Jul 17 2008
Pink Soviet tank
Pink Soviet tank
In Kinsky Square in the Smichov district of Prague there is a memorial to the 144 000 soldiers of the Red Army who died during the liberation of Czechoslovakia in May 1945, a huge Soviet tank on a 5-metre pedestal after which the square had name the Square of Soviet Tank Crews. However for Czechs the tank became a reminder of the Soviet-led occupation of Czechoslovakia in 1968. In the spring of 1991, people in Prague woke up and could not believe their eyes: the tank had turned pink overnight.

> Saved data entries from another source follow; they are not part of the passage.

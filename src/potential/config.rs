/*
MIT License with postqe Attribution

Copyright (c) 2025 Ameyanagi

Based on or developed using Distribution: postqe
Copyright (c) 2016-2017 Quantum ESPRESSO Foundation and SISSA (Scuola Internazionale Superiore di Studi Avanzati).
All rights reserved.
*/

//! Numerical settings shared by the potential kernels

use crate::utils::constants::{E2, G2_SENTINEL, VANISHING_CHARGE};
use serde::{Deserialize, Serialize};

/// Constants the kernels use, passed explicitly instead of read from globals
#[derive(Debug, Clone, Copy, PartialEq, Serialize, Deserialize)]
pub struct KernelConfig {
    /// Densities with a magnitude at or below this produce no xc potential
    pub vanishing_charge: f64,
    /// G² stand-in at the origin and beyond the cutoff
    pub g2_sentinel: f64,
    /// Squared electron charge; 2 gives Rydberg units
    pub e2: f64,
}

impl Default for KernelConfig {
    fn default() -> Self {
        Self {
            vanishing_charge: VANISHING_CHARGE,
            g2_sentinel: G2_SENTINEL,
            e2: E2,
        }
    }
}
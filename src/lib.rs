/*
MIT License with postqe Attribution

Copyright (c) 2025 Ameyanagi

Based on or developed using Distribution: postqe
Copyright (c) 2016-2017 Quantum ESPRESSO Foundation and SISSA (Scuola Internazionale Superiore di Studi Avanzati).
All rights reserved.
*/

//! # postqe
//!
//! Post-processing of plane-wave electronic-structure output.
//!
//! Reads the reciprocal-space charge density written by a plane-wave code
//! (flat Fortran records or HDF5), rebuilds the real-space density on an FFT
//! mesh and derives the bare, Hartree, exchange-correlation and total
//! potentials from it. Results are written as text for visualization tools.
//!
//! ```no_run
//! use postqe::charge::Writable;
//! use postqe::potential::PotentialKind;
//! use std::path::Path;
//! use std::sync::Arc;
//!
//! let context = Arc::new(postqe::context::StructureContext::from_json_file("si.json")?);
//! let mut v = postqe::get_potential("charge-density.dat", None, context, PotentialKind::Hartree)?;
//! v.write(Path::new("v_h.dat"))?;
//! # Ok::<(), Box<dyn std::error::Error>>(())
//! ```

pub mod charge;
pub mod cli;
pub mod context;
pub mod grid;
pub mod io;
pub mod lattice;
pub mod potential;
pub mod utils;

use charge::{Charge, Potential};
use context::StructureContext;
use grid::Mesh;
use potential::{PotentialKernels, PotentialKind};
use std::path::Path;
use std::sync::Arc;

// Version information
pub const VERSION: &str = env!("CARGO_PKG_VERSION");
pub const AUTHORS: &str = env!("CARGO_PKG_AUTHORS");

/// Read a charge file into a loaded [`Charge`]
///
/// Without an explicit mesh, the smallest mesh holding every stored
/// frequency is used.
pub fn get_charge<P: AsRef<Path>>(path: P, mesh: Option<Mesh>) -> charge::Result<Charge> {
    let data = io::read_charge_file(path)?;
    let mut charge = Charge::new(mesh.unwrap_or(data.min_mesh));
    charge.load(&data)?;
    Ok(charge)
}

/// Read a charge file and prepare a potential of `kind` with the default kernels
pub fn get_potential<P: AsRef<Path>>(
    path: P,
    mesh: Option<Mesh>,
    context: Arc<StructureContext>,
    kind: PotentialKind,
) -> charge::Result<Potential> {
    let charge = get_charge(path, mesh)?.with_context(context);
    Ok(Potential::new(charge, kind, Arc::new(PotentialKernels::default())))
}
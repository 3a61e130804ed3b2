/*
MIT License with postqe Attribution

Copyright (c) 2025 Ameyanagi

Based on or developed using Distribution: postqe
Copyright (c) 2016-2017 Quantum ESPRESSO Foundation and SISSA (Scuola Internazionale Superiore di Studi Avanzati).
All rights reserved.
*/

//! Error types for charge and potential containers

use std::io;
use thiserror::Error;

/// Errors that can occur while using a charge or potential container
#[derive(Error, Debug)]
pub enum ChargeError {
    #[error("No data loaded: {0}")]
    NotLoaded(String),

    #[error("Missing structure context: {0}")]
    MissingContext(String),

    #[error("Shape mismatch: {0}")]
    ShapeMismatch(String),

    #[error("Unsupported option: {0}")]
    UnsupportedOption(String),

    /// Failure reported by a [`FieldPlotter`](super::FieldPlotter) backend
    #[error("Plot error: {0}")]
    PlotError(String),

    #[error("IO error: {0}")]
    IoError(#[from] io::Error),

    #[error("Charge file error: {0}")]
    FileError(#[from] crate::io::ChargeFileError),

    #[error("Grid error: {0}")]
    GridError(#[from] crate::grid::GridError),

    #[error("Potential error: {0}")]
    PotentialError(#[from] crate::potential::PotentialError),

    #[error("Context error: {0}")]
    ContextError(#[from] crate::context::ContextError),
}

/// Result type for container operations
pub type Result<T> = std::result::Result<T, ChargeError>;
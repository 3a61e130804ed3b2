/*
MIT License with postqe Attribution

Copyright (c) 2025 Ameyanagi

Based on or developed using Distribution: postqe
Copyright (c) 2016-2017 Quantum ESPRESSO Foundation and SISSA (Scuola Internazionale Superiore di Studi Avanzati).
All rights reserved.
*/

//! Charge-density file input and real-space field output
//!
//! Two on-disk encodings of the reciprocal-space density are understood: the
//! flat Fortran sequential stream and, with the `hdf5` feature, the HDF5
//! container. Both produce a [`ChargeFileData`].

mod errors;
pub mod flat;
#[cfg(feature = "hdf5")]
pub mod hdf5_file;
pub mod text;

pub use errors::{ChargeFileError, Result};
pub use flat::{read_flat, read_flat_file, FortranRecordReader};
pub use text::{field_header, format_value, write_field, write_field_file};

use crate::grid::{FieldKind, Mesh, ReciprocalGrid};
use crate::lattice::LatticeBasis;
use log::debug;
use std::borrow::Cow;
use std::fmt;
use std::path::Path;

/// On-disk encoding of a charge file
#[derive(Debug, Clone, Copy, PartialEq, Eq)]
pub enum ChargeFormat {
    /// Fortran unformatted sequential records
    Flat,
    /// HDF5 container
    Hdf5,
}

impl ChargeFormat {
    /// Guess the encoding from the file extension
    pub fn detect(path: &Path) -> Self {
        match path
            .extension()
            .and_then(|e| e.to_str())
            .map(|e| e.to_lowercase())
            .as_deref()
        {
            Some("hdf5") | Some("h5") => ChargeFormat::Hdf5,
            _ => ChargeFormat::Flat,
        }
    }

    /// Parse a format name as given on the command line
    pub fn from_string(s: &str) -> Result<Self> {
        match s.to_lowercase().as_str() {
            "flat" | "dat" | "fortran" => Ok(ChargeFormat::Flat),
            "hdf5" | "h5" => Ok(ChargeFormat::Hdf5),
            _ => Err(ChargeFileError::UnsupportedFormat(s.to_string())),
        }
    }
}

impl fmt::Display for ChargeFormat {
    fn fmt(&self, f: &mut fmt::Formatter<'_>) -> fmt::Result {
        match self {
            ChargeFormat::Flat => write!(f, "flat"),
            ChargeFormat::Hdf5 => write!(f, "hdf5"),
        }
    }
}

/// Contents of a charge-density file
#[derive(Debug, Clone)]
pub struct ChargeFileData {
    /// Only the half space of frequencies is stored
    pub gamma_only: bool,
    /// Number of stored coefficients per field
    pub ngm: usize,
    /// Spin treatment: 1 unpolarised, 2 collinear, 4 noncollinear
    pub nspin: i32,
    /// Reciprocal basis and its real-space dual
    pub basis: LatticeBasis,
    /// Miller indices and all stored fields
    pub grid: ReciprocalGrid,
    /// Smallest mesh that holds every stored frequency
    pub min_mesh: Mesh,
}

impl ChargeFileData {
    /// Assemble file contents, deriving the minimal mesh
    pub fn new(gamma_only: bool, nspin: i32, basis: LatticeBasis, grid: ReciprocalGrid) -> Result<Self> {
        let min_mesh = Mesh::from_miller_extrema(grid.miller())?;
        Ok(Self {
            gamma_only,
            ngm: grid.len(),
            nspin,
            basis,
            grid,
            min_mesh,
        })
    }

    /// Grid with the full conjugate-symmetric set of frequencies
    pub fn completed_grid(&self) -> Cow<'_, ReciprocalGrid> {
        if self.gamma_only {
            Cow::Owned(self.grid.complete_gamma())
        } else {
            Cow::Borrowed(&self.grid)
        }
    }

    /// Whether a spin-difference density was stored
    pub fn has_spin_difference(&self) -> bool {
        self.grid.field(FieldKind::SpinDifference).is_some()
    }
}

/// Read a charge file, choosing the encoding from its extension
pub fn read_charge_file<P: AsRef<Path>>(path: P) -> Result<ChargeFileData> {
    let path = path.as_ref();
    read_charge_file_as(path, ChargeFormat::detect(path))
}

/// Read a charge file in the given encoding
pub fn read_charge_file_as<P: AsRef<Path>>(path: P, format: ChargeFormat) -> Result<ChargeFileData> {
    let path = path.as_ref();
    let data = match format {
        ChargeFormat::Flat => read_flat_file(path)?,
        ChargeFormat::Hdf5 => read_hdf5(path)?,
    };

    debug!(
        "read {} charge file {}: ngm={} nspin={} gamma_only={} mesh={}",
        format,
        path.display(),
        data.ngm,
        data.nspin,
        data.gamma_only,
        data.min_mesh
    );
    Ok(data)
}

#[cfg(feature = "hdf5")]
fn read_hdf5(path: &Path) -> Result<ChargeFileData> {
    hdf5_file::read_hdf5_file(path)
}

#[cfg(not(feature = "hdf5"))]
fn read_hdf5(path: &Path) -> Result<ChargeFileData> {
    Err(ChargeFileError::UnsupportedFormat(format!(
        "{} is an HDF5 file but HDF5 support was not compiled in",
        path.display()
    )))
}
/*
MIT License with postqe Attribution

Copyright (c) 2025 Ameyanagi

Based on or developed using Distribution: postqe
Copyright (c) 2016-2017 Quantum ESPRESSO Foundation and SISSA (Scuola Internazionale Superiore di Studi Avanzati).
All rights reserved.
*/

//! Hartree potential of a charge density
//!
//! Poisson's equation is solved in reciprocal space: `V(G) = 4π e² ρ(G)/|G|²`.
//! With `G` measured in units of `2π/alat` and `e² = 2`, the prefactor
//! becomes `(2/π)·alat²`, giving the potential in Rydberg.

use super::config::KernelConfig;
use super::errors::Result;
use crate::grid::fft::to_complex;
use crate::grid::{compute_g_squared, scatter, Fft3, GridError, Mesh};
use crate::lattice::LatticeBasis;
use ndarray::{Array3, Zip};
use num_complex::Complex64;
use std::f64::consts::PI;

/// `(2/π)·alat²`, converting `ρ(G)/G²` in units of `2π/alat` to Rydberg
pub fn hartree_prefactor(alat: f64) -> f64 {
    2.0 / PI * alat * alat
}

/// Hartree potential of a real-space density
///
/// The density is transformed to reciprocal space, divided by the
/// cutoff-filtered G² (the sentinel suppresses the origin and the
/// frequencies beyond the cutoff) and transformed back.
pub fn hartree_potential(
    charge: &Array3<f64>,
    basis: &LatticeBasis,
    ecutrho: f64,
    alat: f64,
    config: &KernelConfig,
) -> Result<Array3<f64>> {
    let (nr1, nr2, nr3) = charge.dim();
    let mesh = Mesh::new(nr1, nr2, nr3)?;
    let fft = Fft3::new(mesh);

    let mut rho_g = to_complex(charge);
    fft.forward(&mut rho_g)?;

    let g_squared = compute_g_squared(basis, mesh, ecutrho, alat, config.g2_sentinel);
    Zip::from(&mut rho_g)
        .and(&g_squared)
        .par_for_each(|value, &g2| *value /= g2);

    fft.inverse_normalized(&mut rho_g)?;
    let scale = hartree_prefactor(alat);
    Ok(rho_g.mapv(|v| v.re * scale))
}

/// Hartree potential straight from sparse reciprocal coefficients
///
/// Each coefficient is divided by its `|G|²`; the `G = 0` term is dropped.
/// The result is scattered with the usual wrap-around policy and transformed
/// without normalisation, as the coefficients already carry it.
pub fn hartree_from_coefficients(
    miller: &[[i32; 3]],
    coefficients: &[Complex64],
    basis: &LatticeBasis,
    mesh: Mesh,
    alat: f64,
) -> Result<Array3<f64>> {
    if miller.len() != coefficients.len() {
        return Err(GridError::LengthMismatch {
            field: "coefficients".to_string(),
            expected: miller.len(),
            found: coefficients.len(),
        }
        .into());
    }

    let potential_g: Vec<Complex64> = miller
        .iter()
        .zip(coefficients)
        .map(|(m, c)| {
            let g2 = basis
                .g_vector([m[0] as i64, m[1] as i64, m[2] as i64])
                .norm_squared();
            if g2 > 0.0 {
                *c / g2
            } else {
                Complex64::new(0.0, 0.0)
            }
        })
        .collect();

    let (mut dense, _) = scatter(miller, &potential_g, mesh)?;
    Fft3::new(mesh).inverse(&mut dense)?;
    let scale = hartree_prefactor(alat);
    Ok(dense.mapv(|v| v.re * scale))
}
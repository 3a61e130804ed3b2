/*
MIT License with postqe Attribution

Copyright (c) 2025 Ameyanagi

Based on or developed using Distribution: postqe
Copyright (c) 2016-2017 Quantum ESPRESSO Foundation and SISSA (Scuola Internazionale Superiore di Studi Avanzati).
All rights reserved.
*/

//! Charge and potential containers
//!
//! A [`Charge`] holds a real-space density read from a charge file; a
//! [`Potential`] owns a charge and computes one kind of potential from it
//! on demand. Both can be read, written as text and handed to a plotter.

mod density;
mod derived;
mod errors;
mod plot;

pub use density::{Charge, ChargeState};
pub use derived::{Potential, PotentialState};
pub use errors::{ChargeError, Result};
pub use plot::{ExportFormat, FieldPlotter, PlotGeometry, PlotMethod, PlotRequest, SpinChannel};

use std::ffi::OsString;
use std::path::{Path, PathBuf};

/// Containers that can be filled from a charge file
pub trait Readable {
    fn read(&mut self, path: &Path) -> Result<()>;
}

/// Containers that can be written as text
pub trait Writable {
    fn write(&mut self, path: &Path) -> Result<()>;
}

/// Containers that can be handed to a [`FieldPlotter`]
pub trait Plottable {
    fn plot<P: FieldPlotter + ?Sized>(&mut self, plotter: &P, request: &PlotRequest) -> Result<P::Output>;
}

/// `path` with `suffix` appended to its final component
pub(crate) fn suffixed_path(path: &Path, suffix: &str) -> PathBuf {
    let mut name = OsString::from(path.as_os_str());
    name.push(suffix);
    PathBuf::from(name)
}
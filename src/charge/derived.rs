/*
MIT License with postqe Attribution

Copyright (c) 2025 Ameyanagi

Based on or developed using Distribution: postqe
Copyright (c) 2016-2017 Quantum ESPRESSO Foundation and SISSA (Scuola Internazionale Superiore di Studi Avanzati).
All rights reserved.
*/

//! Potentials derived from a charge density, computed on first use

use super::density::Charge;
use super::errors::{ChargeError, Result};
use super::plot::{plot_field, FieldPlotter, PlotRequest};
use super::{Plottable, Readable, Writable};
use crate::io::{field_header, write_field_file};
use crate::potential::{PotentialKernels, PotentialKind};
use log::{debug, info};
use ndarray::Array3;
use std::path::Path;
use std::sync::Arc;

/// Whether a [`Potential`] has been evaluated
#[derive(Debug, Clone, Default)]
pub enum PotentialState {
    #[default]
    Pending,
    Computed(Array3<f64>),
}

/// A potential of a given kind, owning the charge it is derived from
///
/// The values are computed the first time they are needed and cached.
/// Reading a new charge afterwards does not refresh the cache.
#[derive(Debug, Clone)]
pub struct Potential {
    charge: Charge,
    kind: PotentialKind,
    kernels: Arc<PotentialKernels>,
    state: PotentialState,
}

impl Potential {
    pub fn new(charge: Charge, kind: PotentialKind, kernels: Arc<PotentialKernels>) -> Self {
        Self {
            charge,
            kind,
            kernels,
            state: PotentialState::Pending,
        }
    }

    pub fn kind(&self) -> PotentialKind {
        self.kind
    }

    pub fn charge(&self) -> &Charge {
        &self.charge
    }

    pub fn state(&self) -> &PotentialState {
        &self.state
    }

    pub fn is_computed(&self) -> bool {
        matches!(self.state, PotentialState::Computed(_))
    }

    /// Potential values, computing them on first access
    pub fn values(&mut self) -> Result<&Array3<f64>> {
        self.ensure_computed()?;
        match &self.state {
            PotentialState::Computed(values) => Ok(values),
            PotentialState::Pending => Err(ChargeError::NotLoaded(format!(
                "{} has not been computed",
                self.kind
            ))),
        }
    }

    pub fn header(&self) -> String {
        field_header(&format!("Potential file {}", self.kind.label()), self.charge.mesh())
    }

    fn ensure_computed(&mut self) -> Result<()> {
        if let PotentialState::Pending = self.state {
            let total = self.charge.total()?;
            let context = self.charge.context_or_err()?;
            let values = self.kernels.compute(self.kind, total, context)?;
            debug!("{} computed on the {} mesh", self.kind, self.charge.mesh());
            self.state = PotentialState::Computed(values);
        }
        Ok(())
    }
}

impl Readable for Potential {
    fn read(&mut self, path: &Path) -> Result<()> {
        self.charge.read(path)?;
        if self.is_computed() {
            debug!("{} keeps its cached values after reading {}", self.kind, path.display());
        }
        Ok(())
    }
}

impl Writable for Potential {
    fn write(&mut self, path: &Path) -> Result<()> {
        let header = self.header();
        let values = self.values()?;
        write_field_file(path, values, &header)?;
        info!("{} written to {}", self.kind, path.display());
        Ok(())
    }
}

impl Plottable for Potential {
    fn plot<P: FieldPlotter + ?Sized>(&mut self, plotter: &P, request: &PlotRequest) -> Result<P::Output> {
        self.ensure_computed()?;
        let context = self.charge.context_or_err()?;
        let values = match &self.state {
            PotentialState::Computed(values) => values,
            PotentialState::Pending => {
                return Err(ChargeError::NotLoaded(format!("{} has not been computed", self.kind)))
            }
        };
        plot_field(plotter, values, context, request, self.kind.label())
    }
}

At 5 o’clock that morning, 23 years old David Cerny, a student at Prague’s Academy of Fine Arts and famous sculpture later, had arrived with a number of accomplices, climbed the plinth and set about painting the tank bright pink. When police came 2 hours later David Cerny showed a fake document of permission from City Hall. Besides pink painting the artists added an absurd appendage that poked upwards from the cupola, an extended finger borrowed from America’s best-known rude gesture, and eventually daubing their signatures in white along the bottom of the grey stone plinth: ‘David Cerny and the Neostunners’. However Cerny was arrested and tank was restored to its original hue until, but a group of federal parliamentarians demonstrated their solidarity by repainting the tank pink. After it Russian protests and communist defacement of American memorials took place and a decision was finally made to remove the tank completely from the square. The Soviet pink tank is now kept in a military history museum outside Prague.